The man convicted of slaughtering his family in 1970 in a case that inspired FX's "Wilderness of Error" docuseries, maintains his innocence to this day.
To some, Jeffrey MacDonald is the cold-blooded killer who slaughtered his pregnant wife and young daughters in his family’s Fort Bragg home in 1970. To others, he’s a man wrongly convicted of those heinous murders, spending decades behind bars for a crime he didn’t commit.
The slayings that irrevocably altered the course of MacDonald’s life have remained in the public consciousness for more than 50 years and still continue to spark controversy today.
The sensational crime is the focus of FX’s five-part docuseries “A Wilderness of Error,” which takes a new look at the events and examines MacDonald’s claims of innocence.
But MacDonald himself is conspicuously absent from the series—appearing only in old news footage and through re-created interviews with investigators.
Filmmaker Marc Smerling told The New York Times that he had scheduled an interview with MacDonald for the series, but that it was abruptly canceled.
So just where is Jeffrey MacDonald today?
MacDonald, now 77, remains incarcerated at FCI Cumberland, a medium security federal correctional institution in Maryland, according to online records from the Federal Bureau of Prisons.
The once popular physician and Green Beret surgeon is now known as federal inmate 00131-177.
In a Twitter message to President Trump over the summer, MacDonald’s second wife, Kathryn MacDonald, said her husband was “sick” and spoke of fears she had for her him during the coronavirus pandemic.
“Jeff is an honorably discharged Vietnam Vet. He is 77 & while eligible for parole since 1990, has deferred b/c he will never dishonor his family by admitting to something he did not do....he is sick & I fear for his life due to COVID in the prison petri dish,” she wrote.
Trump never replied.
Ivy League Golden Boy
MacDonald was once a handsome Ivy League golden boy, with a life of promise ahead of him.
As a high school student at Patchogue High School in Long Island, he was voted “Most Popular” and “Most Likely to Succeed,” according to a 2017 article in People.
He met his future wife Colette in the seventh grade and the pair dated on and off throughout high school.
After high school, MacDonald went off to Princeton and Colette started school at Skidmore College, but the romance between the pair continued to bloom.
When they were college sophomores, they got an unexpected surprise and discovered that Colette was pregnant.

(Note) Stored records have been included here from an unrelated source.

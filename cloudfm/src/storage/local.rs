//! Directory-backed storage.
//!
//! Each application scope is a directory `<root>/<app id>/` holding one
//! regular file per remote object. Writes go through a staging file under
//! `<root>/.partial/` and are renamed into place, and a fixed byte budget per
//! scope stands in for the vendor quota.

use std::io;
use std::path::{Component, Path, PathBuf};
use std::sync::Arc;

use async_trait::async_trait;
use thiserror::Error;
use time::OffsetDateTime;
use tracing::debug;

use super::{
    BackendHandle, FileMeta, FileOp, MAX_READ_BYTES, Quota, ScopeId, StorageBackend,
    StorageConnector, StorageError,
};

const STAGING_DIR: &str = ".partial";

#[derive(Debug, Error)]
pub enum NameError {
    #[error("remote name is empty")]
    Empty,
    #[error("remote name must be a single path component")]
    UnsupportedComponent,
}

/// Maps a remote name to its file inside the scope directory.
pub fn scope_path_for(scope_dir: &Path, name: &str) -> Result<PathBuf, NameError> {
    if name.is_empty() {
        return Err(NameError::Empty);
    }
    let mut components = Path::new(name).components();
    match (components.next(), components.next()) {
        (Some(Component::Normal(part)), None) => Ok(scope_dir.join(part)),
        _ => Err(NameError::UnsupportedComponent),
    }
}

#[derive(Debug, Clone)]
pub struct LocalConnector {
    root: PathBuf,
    quota_bytes: u64,
}

impl LocalConnector {
    pub fn new(root: impl Into<PathBuf>, quota_bytes: u64) -> Self {
        Self {
            root: root.into(),
            quota_bytes,
        }
    }
}

#[async_trait]
impl StorageConnector for LocalConnector {
    async fn connect(&self, scope: ScopeId) -> Result<BackendHandle, StorageError> {
        let dir = self.root.join(scope.to_string());
        let staging = self.root.join(STAGING_DIR);
        for path in [&dir, &staging] {
            tokio::fs::create_dir_all(path)
                .await
                .map_err(|err| StorageError::Connection {
                    scope: scope.app_id(),
                    reason: format!("cannot prepare {}: {err}", path.display()),
                })?;
        }
        debug!(scope = %scope, dir = %dir.display(), "local storage opened");
        let backend: BackendHandle = Arc::new(LocalBackend {
            scope,
            dir,
            staging,
            quota_bytes: self.quota_bytes,
        });
        Ok(backend)
    }
}

pub struct LocalBackend {
    scope: ScopeId,
    dir: PathBuf,
    staging: PathBuf,
    quota_bytes: u64,
}

impl LocalBackend {
    async fn entries(&self) -> io::Result<Vec<FileMeta>> {
        let mut entries = Vec::new();
        let mut dir = tokio::fs::read_dir(&self.dir).await?;
        while let Some(entry) = dir.next_entry().await? {
            let metadata = entry.metadata().await?;
            if !metadata.is_file() {
                continue;
            }
            let Some(name) = entry.file_name().to_str().map(str::to_string) else {
                continue;
            };
            entries.push(meta_from_fs(name, &metadata));
        }
        entries.sort_by(|a, b| a.name.cmp(&b.name));
        Ok(entries)
    }

    async fn used_bytes(&self) -> io::Result<u64> {
        Ok(self.entries().await?.iter().map(|meta| meta.size).sum())
    }

    fn unavailable(&self, err: io::Error) -> StorageError {
        StorageError::Unavailable(format!("{}: {err}", self.dir.display()))
    }
}

fn meta_from_fs(name: String, metadata: &std::fs::Metadata) -> FileMeta {
    FileMeta {
        name,
        size: metadata.len(),
        timestamp: metadata.modified().ok().map(OffsetDateTime::from),
        is_persisted: true,
        exists: true,
    }
}

#[async_trait]
impl StorageBackend for LocalBackend {
    fn scope(&self) -> ScopeId {
        self.scope
    }

    fn is_connected(&self) -> bool {
        self.dir.is_dir()
    }

    async fn list(&self) -> Result<Vec<FileMeta>, StorageError> {
        self.entries().await.map_err(|err| self.unavailable(err))
    }

    async fn stat(&self, name: &str) -> Result<FileMeta, StorageError> {
        let Ok(path) = scope_path_for(&self.dir, name) else {
            return Ok(FileMeta::missing(name));
        };
        match tokio::fs::metadata(&path).await {
            Ok(metadata) if metadata.is_file() => Ok(meta_from_fs(name.to_string(), &metadata)),
            Ok(_) => Ok(FileMeta::missing(name)),
            Err(err) if err.kind() == io::ErrorKind::NotFound => Ok(FileMeta::missing(name)),
            Err(err) => Err(self.unavailable(err)),
        }
    }

    async fn quota(&self) -> Result<Quota, StorageError> {
        let used = self.used_bytes().await.map_err(|err| self.unavailable(err))?;
        Ok(Quota {
            total_bytes: self.quota_bytes,
            available_bytes: self.quota_bytes.saturating_sub(used),
        })
    }

    async fn read(&self, name: &str) -> Result<Vec<u8>, StorageError> {
        let path = scope_path_for(&self.dir, name)
            .map_err(|err| StorageError::read(name, err.to_string()))?;
        let metadata = tokio::fs::metadata(&path)
            .await
            .map_err(|err| StorageError::read(name, err.to_string()))?;
        if metadata.len() > MAX_READ_BYTES {
            return Err(StorageError::read(
                name,
                format!("size {} exceeds the single read limit", metadata.len()),
            ));
        }
        tokio::fs::read(&path)
            .await
            .map_err(|err| StorageError::read(name, err.to_string()))
    }

    async fn write(&self, name: &str, data: Vec<u8>) -> Result<(), StorageError> {
        let path = scope_path_for(&self.dir, name)
            .map_err(|err| StorageError::rejected(name, FileOp::Write, err.to_string()))?;
        let entries = self.entries().await.map_err(|err| self.unavailable(err))?;
        let used_by_others: u64 = entries
            .iter()
            .filter(|meta| meta.name != name)
            .map(|meta| meta.size)
            .sum();
        let needed = used_by_others.saturating_add(data.len() as u64);
        if needed > self.quota_bytes {
            return Err(StorageError::rejected(
                name,
                FileOp::Write,
                format!("quota exceeded ({needed} of {} bytes)", self.quota_bytes),
            ));
        }

        let partial = self.staging.join(format!("{}-{name}.partial", self.scope));
        let transfer_error = |err: io::Error| StorageError::Transfer {
            name: name.to_string(),
            op: FileOp::Write,
            reason: err.to_string(),
        };
        let staged = match tokio::fs::write(&partial, &data).await {
            Ok(()) => tokio::fs::rename(&partial, &path).await,
            Err(err) => Err(err),
        };
        if let Err(err) = staged {
            let _ = tokio::fs::remove_file(&partial).await;
            return Err(transfer_error(err));
        }
        debug!(scope = %self.scope, name, bytes = data.len(), "stored file");
        Ok(())
    }

    async fn delete(&self, name: &str) -> Result<(), StorageError> {
        let path = scope_path_for(&self.dir, name)
            .map_err(|err| StorageError::rejected(name, FileOp::Delete, err.to_string()))?;
        match tokio::fs::remove_file(&path).await {
            Ok(()) => Ok(()),
            Err(err) if err.kind() == io::ErrorKind::NotFound => Ok(()),
            Err(err) if err.kind() == io::ErrorKind::PermissionDenied => Err(
                StorageError::rejected(name, FileOp::Delete, err.to_string()),
            ),
            Err(err) => Err(StorageError::Transfer {
                name: name.to_string(),
                op: FileOp::Delete,
                reason: err.to_string(),
            }),
        }
    }
}
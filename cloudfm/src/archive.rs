use std::fs::File;
use std::io::{self, Write};
use std::path::{Path, PathBuf};

use thiserror::Error;
use zip::CompressionMethod;
use zip::ZipWriter;
use zip::result::ZipError;
use zip::write::SimpleFileOptions;

#[derive(Debug, Error)]
pub enum ArchiveError {
    #[error("cannot create archive {}: {source}", path.display())]
    Create {
        path: PathBuf,
        #[source]
        source: io::Error,
    },
    #[error("cannot add {name} to archive: {reason}")]
    Entry { name: String, reason: String },
    #[error("cannot finish archive: {0}")]
    Finish(#[from] ZipError),
}

/// Flat zip archive: one entry per remote file, named after it.
pub struct ZipArchiveWriter {
    inner: ZipWriter<File>,
}

impl ZipArchiveWriter {
    pub fn create(path: &Path) -> Result<Self, ArchiveError> {
        let file = File::create(path).map_err(|source| ArchiveError::Create {
            path: path.to_path_buf(),
            source,
        })?;
        Ok(Self {
            inner: ZipWriter::new(file),
        })
    }

    pub fn add_entry(&mut self, name: &str, data: &[u8]) -> Result<(), ArchiveError> {
        let options =
            SimpleFileOptions::default().compression_method(CompressionMethod::Deflated);
        let entry_error = |reason: String| ArchiveError::Entry {
            name: name.to_string(),
            reason,
        };
        self.inner
            .start_file(name, options)
            .map_err(|err| entry_error(err.to_string()))?;
        self.inner
            .write_all(data)
            .map_err(|err| entry_error(err.to_string()))?;
        Ok(())
    }

    pub fn close(self) -> Result<(), ArchiveError> {
        let mut file = self.inner.finish()?;
        file.flush().map_err(ZipError::Io)?;
        Ok(())
    }
}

The couple decided to tie the knot.
“We were deeply in love, only seeing each other and decided to get married,” MacDonald told the news outlet.
The nuptials were also celebrated by Colette’s family, who had always been impressed with their daughter’s handsome young suitor.
“He was a nice presentable young man. Good potential for the future, so therefore we saw nothing wrong with them getting married,” Colette’s stepfather Freddy Kassab would later say of the marriage, according to FX’s docuseries.
After tying the knot in New York City on Sept. 14, 1963, MacDonald went on to finish his undergraduate degree and medical school simultaneously at Northwestern University in Chicago.
MacDonald completed a surgical internship at Columbia Presbyterian Hospital in New York City and then decided to join the Army.
“People were being drafted for Vietnam,” MacDonald told People. “I talked to Colette and decided I would volunteer as a paratrooper—something I really wanted to do.”
MacDonald had to be apart from his burgeoning family for a time for training, but by 1969 the family had settled down together in Fort Bragg, North Carolina where MacDonald would serve as a Green Beret surgeon.
Colette MacDonald cared for the couple’s two young daughters, Kimberly and Kristen, during the day and started taking college courses at night.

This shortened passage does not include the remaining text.